What this task involves
In the entries below, every line that contains "DeviceProfile" must be located and copied.

Segment Start: Given data

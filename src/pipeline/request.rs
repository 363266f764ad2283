use serde::{Deserialize, Serialize};
use std::collections::BTreeSet;

use crate::config::{DEFAULT_CONCURRENCY, DEFAULT_DURATION_SECS};
use crate::error::AssessError;
use crate::provider::{BrowserProfile, DeviceProfile};
use crate::stages::StageKind;

/// Resolved configuration of one assessment run.
#[derive(Debug, Clone, PartialEq, Serialize, Deserialize)]
pub struct TestConfig {
    /// Virtual users per load-test batch.
    pub concurrent: u32,
    /// Load-test duration in seconds.
    pub duration: u64,
    pub stages: BTreeSet<StageKind>,
    pub browsers: Vec<BrowserProfile>,
    pub devices: Vec<DeviceProfile>,
}

impl Default for TestConfig {
    fn default() -> Self {
        Self {
            concurrent: DEFAULT_CONCURRENCY,
            duration: DEFAULT_DURATION_SECS,
            stages: StageKind::default_set(),
            browsers: vec![BrowserProfile::Chrome],
            devices: vec![DeviceProfile::Desktop, DeviceProfile::Mobile],
        }
    }
}

/// Partial configuration as sent by a caller or stored in settings. Unset
/// fields fall through to the layer below.
#[derive(Debug, Clone, Default, PartialEq, Serialize, Deserialize)]
#[serde(default)]
pub struct TestConfigOverrides {
    #[serde(skip_serializing_if = "Option::is_none")]
    pub concurrent: Option<u32>,
    #[serde(skip_serializing_if = "Option::is_none")]
    pub duration: Option<u64>,
    #[serde(skip_serializing_if = "Option::is_none")]
    pub stages: Option<BTreeSet<StageKind>>,
    #[serde(skip_serializing_if = "Option::is_none")]
    pub browsers: Option<Vec<BrowserProfile>>,
    #[serde(skip_serializing_if = "Option::is_none")]
    pub devices: Option<Vec<DeviceProfile>>,
}

/// Body of `POST /assess`.
#[derive(Debug, Clone, Deserialize)]
pub struct AssessRequest {
    pub url: String,
    #[serde(default)]
    pub config: TestConfigOverrides,
}

impl TestConfig {
    pub fn apply(mut self, overrides: &TestConfigOverrides) -> Self {
        if let Some(c) = overrides.concurrent {
            self.concurrent = c;
        }
        if let Some(d) = overrides.duration {
            self.duration = d;
        }
        if let Some(s) = &overrides.stages {
            self.stages = s.clone();
        }
        if let Some(b) = &overrides.browsers {
            self.browsers = b.clone();
        }
        if let Some(d) = &overrides.devices {
            self.devices = d.clone();
        }
        self
    }

    pub fn validate(&self, max_concurrency: u32, max_duration: u64) -> Result<(), AssessError> {
        if self.stages.is_empty() {
            return Err(AssessError::Validation("no stages enabled".to_string()));
        }
        if self.concurrent == 0 || self.concurrent > max_concurrency {
            return Err(AssessError::Validation(format!(
                "concurrent must be between 1 and {}, got {}",
                max_concurrency, self.concurrent
            )));
        }
        if self.duration == 0 || self.duration > max_duration {
            return Err(AssessError::Validation(format!(
                "duration must be between 1 and {} seconds, got {}",
                max_duration, self.duration
            )));
        }
        if self.browsers.is_empty() {
            return Err(AssessError::Validation("no browser profiles given".to_string()));
        }
        if self.devices.is_empty() {
            return Err(AssessError::Validation("no device profiles given".to_string()));
        }
        Ok(())
    }
}

#[cfg(test)]
mod tests {
    use super::*;
    use serde_json::json;

    #[test]
    fn test_request_deserializes_with_partial_config() {
        let req: AssessRequest = serde_json::from_value(json!({
            "url": "localhost:3000",
            "config": {"concurrent": 5, "stages": ["load_time", "loadTest"]}
        }))
        .unwrap();
        let config = TestConfig::default().apply(&req.config);
        assert_eq!(config.concurrent, 5);
        assert_eq!(config.duration, DEFAULT_DURATION_SECS);
        assert_eq!(
            config.stages.into_iter().collect::<Vec<_>>(),
            vec![StageKind::LoadTime, StageKind::LoadTest]
        );
    }

    #[test]
    fn test_request_without_config() {
        let req: AssessRequest = serde_json::from_value(json!({"url": "example.com"})).unwrap();
        assert_eq!(req.config, TestConfigOverrides::default());
    }

    #[test]
    fn test_layers_apply_in_order() {
        let settings = TestConfigOverrides {
            concurrent: Some(20),
            duration: Some(60),
            ..Default::default()
        };
        let request = TestConfigOverrides {
            duration: Some(5),
            ..Default::default()
        };
        let config = TestConfig::default().apply(&settings).apply(&request);
        assert_eq!(config.concurrent, 20);
        assert_eq!(config.duration, 5);
    }

    #[test]
    fn test_validate_bounds() {
        let ok = TestConfig::default();
        assert!(ok.validate(100, 300).is_ok());

        let zero = TestConfig {
            concurrent: 0,
            ..TestConfig::default()
        };
        assert!(zero.validate(100, 300).is_err());

        let too_long = TestConfig {
            duration: 301,
            ..TestConfig::default()
        };
        assert!(too_long.validate(100, 300).is_err());

        let empty = TestConfig {
            stages: BTreeSet::new(),
            ..TestConfig::default()
        };
        assert_eq!(empty.validate(100, 300).unwrap_err().kind(), "validation_error");
    }

    #[test]
    fn test_unknown_stage_rejected() {
        let res: Result<AssessRequest, _> = serde_json::from_value(json!({
            "url": "example.com",
            "config": {"stages": ["warp_drive"]}
        }));
        assert!(res.is_err());
    }
}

Segment End: Given data

Expected answer
use crate::provider::{BrowserProfile, DeviceProfile};
    pub devices: Vec<DeviceProfile>,
            devices: vec![DeviceProfile::Desktop, DeviceProfile::Mobile],
    pub devices: Option<Vec<DeviceProfile>>,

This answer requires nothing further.